(Records from a dataset)
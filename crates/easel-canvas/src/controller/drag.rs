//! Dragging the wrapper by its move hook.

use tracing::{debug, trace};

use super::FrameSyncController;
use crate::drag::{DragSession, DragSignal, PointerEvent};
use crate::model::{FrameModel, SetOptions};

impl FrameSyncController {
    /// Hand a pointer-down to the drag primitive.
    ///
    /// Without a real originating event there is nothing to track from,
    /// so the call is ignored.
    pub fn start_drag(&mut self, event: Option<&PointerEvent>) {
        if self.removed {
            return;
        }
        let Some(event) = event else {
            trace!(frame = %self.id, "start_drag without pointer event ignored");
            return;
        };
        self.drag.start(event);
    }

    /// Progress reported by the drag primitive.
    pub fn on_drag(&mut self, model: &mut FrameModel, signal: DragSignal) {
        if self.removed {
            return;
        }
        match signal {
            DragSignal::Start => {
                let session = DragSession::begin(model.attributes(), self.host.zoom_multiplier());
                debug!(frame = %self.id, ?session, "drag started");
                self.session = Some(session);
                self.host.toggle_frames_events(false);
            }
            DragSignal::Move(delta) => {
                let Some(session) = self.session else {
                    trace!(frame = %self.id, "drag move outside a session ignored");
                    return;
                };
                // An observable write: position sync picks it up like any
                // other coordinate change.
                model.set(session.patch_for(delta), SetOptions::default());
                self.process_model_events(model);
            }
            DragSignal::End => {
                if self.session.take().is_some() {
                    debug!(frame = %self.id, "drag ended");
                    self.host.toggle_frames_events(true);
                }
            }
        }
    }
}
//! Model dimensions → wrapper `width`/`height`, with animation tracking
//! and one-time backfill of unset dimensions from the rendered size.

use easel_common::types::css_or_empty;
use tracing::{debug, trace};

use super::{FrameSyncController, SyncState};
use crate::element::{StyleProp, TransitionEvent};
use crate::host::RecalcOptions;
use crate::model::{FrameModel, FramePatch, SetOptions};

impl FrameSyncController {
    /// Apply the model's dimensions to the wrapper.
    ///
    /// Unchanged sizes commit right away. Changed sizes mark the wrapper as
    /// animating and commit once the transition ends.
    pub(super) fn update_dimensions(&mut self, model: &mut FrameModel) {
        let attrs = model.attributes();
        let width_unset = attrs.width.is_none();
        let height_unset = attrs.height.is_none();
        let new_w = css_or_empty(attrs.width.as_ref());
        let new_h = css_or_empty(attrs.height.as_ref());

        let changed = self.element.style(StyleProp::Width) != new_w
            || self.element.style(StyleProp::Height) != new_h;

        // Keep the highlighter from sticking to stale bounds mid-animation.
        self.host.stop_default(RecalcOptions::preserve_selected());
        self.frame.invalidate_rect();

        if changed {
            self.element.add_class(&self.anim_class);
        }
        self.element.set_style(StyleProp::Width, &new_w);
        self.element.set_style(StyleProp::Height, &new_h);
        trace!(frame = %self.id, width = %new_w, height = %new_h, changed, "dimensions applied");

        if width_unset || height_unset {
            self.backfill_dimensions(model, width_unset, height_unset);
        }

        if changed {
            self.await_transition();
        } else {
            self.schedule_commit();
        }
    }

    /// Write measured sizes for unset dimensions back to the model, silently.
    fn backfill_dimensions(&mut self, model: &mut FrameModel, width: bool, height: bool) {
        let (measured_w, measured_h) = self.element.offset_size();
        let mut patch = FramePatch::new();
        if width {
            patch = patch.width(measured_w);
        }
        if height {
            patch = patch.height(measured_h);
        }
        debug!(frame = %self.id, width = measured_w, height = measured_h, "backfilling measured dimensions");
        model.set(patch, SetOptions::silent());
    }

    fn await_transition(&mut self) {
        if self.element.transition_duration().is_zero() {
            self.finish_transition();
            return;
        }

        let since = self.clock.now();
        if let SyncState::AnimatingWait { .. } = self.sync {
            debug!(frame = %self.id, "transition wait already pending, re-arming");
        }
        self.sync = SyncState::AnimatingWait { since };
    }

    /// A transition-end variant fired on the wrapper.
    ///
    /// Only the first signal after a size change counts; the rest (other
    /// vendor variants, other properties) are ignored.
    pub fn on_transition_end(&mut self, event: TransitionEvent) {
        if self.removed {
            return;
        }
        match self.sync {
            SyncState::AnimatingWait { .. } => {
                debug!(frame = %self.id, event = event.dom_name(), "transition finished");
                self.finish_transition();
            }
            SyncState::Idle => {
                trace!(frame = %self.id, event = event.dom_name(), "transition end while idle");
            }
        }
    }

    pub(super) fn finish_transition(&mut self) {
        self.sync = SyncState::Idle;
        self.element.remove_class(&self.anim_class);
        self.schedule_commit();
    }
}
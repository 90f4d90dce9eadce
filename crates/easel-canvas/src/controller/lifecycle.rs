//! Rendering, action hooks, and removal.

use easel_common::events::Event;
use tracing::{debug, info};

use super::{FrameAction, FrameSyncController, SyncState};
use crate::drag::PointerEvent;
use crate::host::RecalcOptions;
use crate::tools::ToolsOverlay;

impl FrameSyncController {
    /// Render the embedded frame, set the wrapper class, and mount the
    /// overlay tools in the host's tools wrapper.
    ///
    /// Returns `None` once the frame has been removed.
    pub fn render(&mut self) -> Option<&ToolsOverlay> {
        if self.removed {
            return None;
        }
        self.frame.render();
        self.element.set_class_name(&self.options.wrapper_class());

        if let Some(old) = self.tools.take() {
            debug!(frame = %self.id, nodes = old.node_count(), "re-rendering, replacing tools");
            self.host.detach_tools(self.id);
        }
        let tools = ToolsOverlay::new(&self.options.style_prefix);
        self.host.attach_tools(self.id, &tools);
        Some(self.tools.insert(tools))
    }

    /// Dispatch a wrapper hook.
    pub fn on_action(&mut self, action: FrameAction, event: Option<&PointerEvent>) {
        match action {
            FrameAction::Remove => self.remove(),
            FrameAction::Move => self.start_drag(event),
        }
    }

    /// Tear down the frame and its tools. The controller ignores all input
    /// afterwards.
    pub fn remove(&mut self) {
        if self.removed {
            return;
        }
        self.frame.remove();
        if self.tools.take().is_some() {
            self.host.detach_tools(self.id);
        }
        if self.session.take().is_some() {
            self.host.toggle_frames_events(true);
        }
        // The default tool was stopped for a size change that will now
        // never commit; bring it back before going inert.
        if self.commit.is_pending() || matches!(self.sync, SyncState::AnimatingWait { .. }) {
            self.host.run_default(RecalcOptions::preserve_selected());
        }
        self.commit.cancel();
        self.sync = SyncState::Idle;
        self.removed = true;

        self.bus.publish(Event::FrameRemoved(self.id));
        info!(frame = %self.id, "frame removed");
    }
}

## WORK REQUIRED
Starting at the line that has "patch = patch.height(measured_h);" in the records above, restate word for word every line until the one that has "filename crates/easel-canvas/src/controller/lifecycle.rs", and include that one as well.

## WRITTEN RESPONSE
            patch = patch.height(measured_h);
        }
        debug!(frame = %self.id, width = measured_w, height = measured_h, "backfilling measured dimensions");
        model.set(patch, SetOptions::silent());
    }

    fn await_transition(&mut self) {
        if self.element.transition_duration().is_zero() {
            self.finish_transition();
            return;
        }

        let since = self.clock.now();
        if let SyncState::AnimatingWait { .. } = self.sync {
            debug!(frame = %self.id, "transition wait already pending, re-arming");
        }
        self.sync = SyncState::AnimatingWait { since };
    }

    /// A transition-end variant fired on the wrapper.
    ///
    /// Only the first signal after a size change counts; the rest (other
    /// vendor variants, other properties) are ignored.
    pub fn on_transition_end(&mut self, event: TransitionEvent) {
        if self.removed {
            return;
        }
        match self.sync {
            SyncState::AnimatingWait { .. } => {
                debug!(frame = %self.id, event = event.dom_name(), "transition finished");
                self.finish_transition();
            }
            SyncState::Idle => {
                trace!(frame = %self.id, event = event.dom_name(), "transition end while idle");
            }
        }
    }

    pub(super) fn finish_transition(&mut self) {
        self.sync = SyncState::Idle;
        self.element.remove_class(&self.anim_class);
        self.schedule_commit();
    }
}
repository 90f4d90dce9eadce
filename crates/easel-canvas/src/controller/lifecycle.rs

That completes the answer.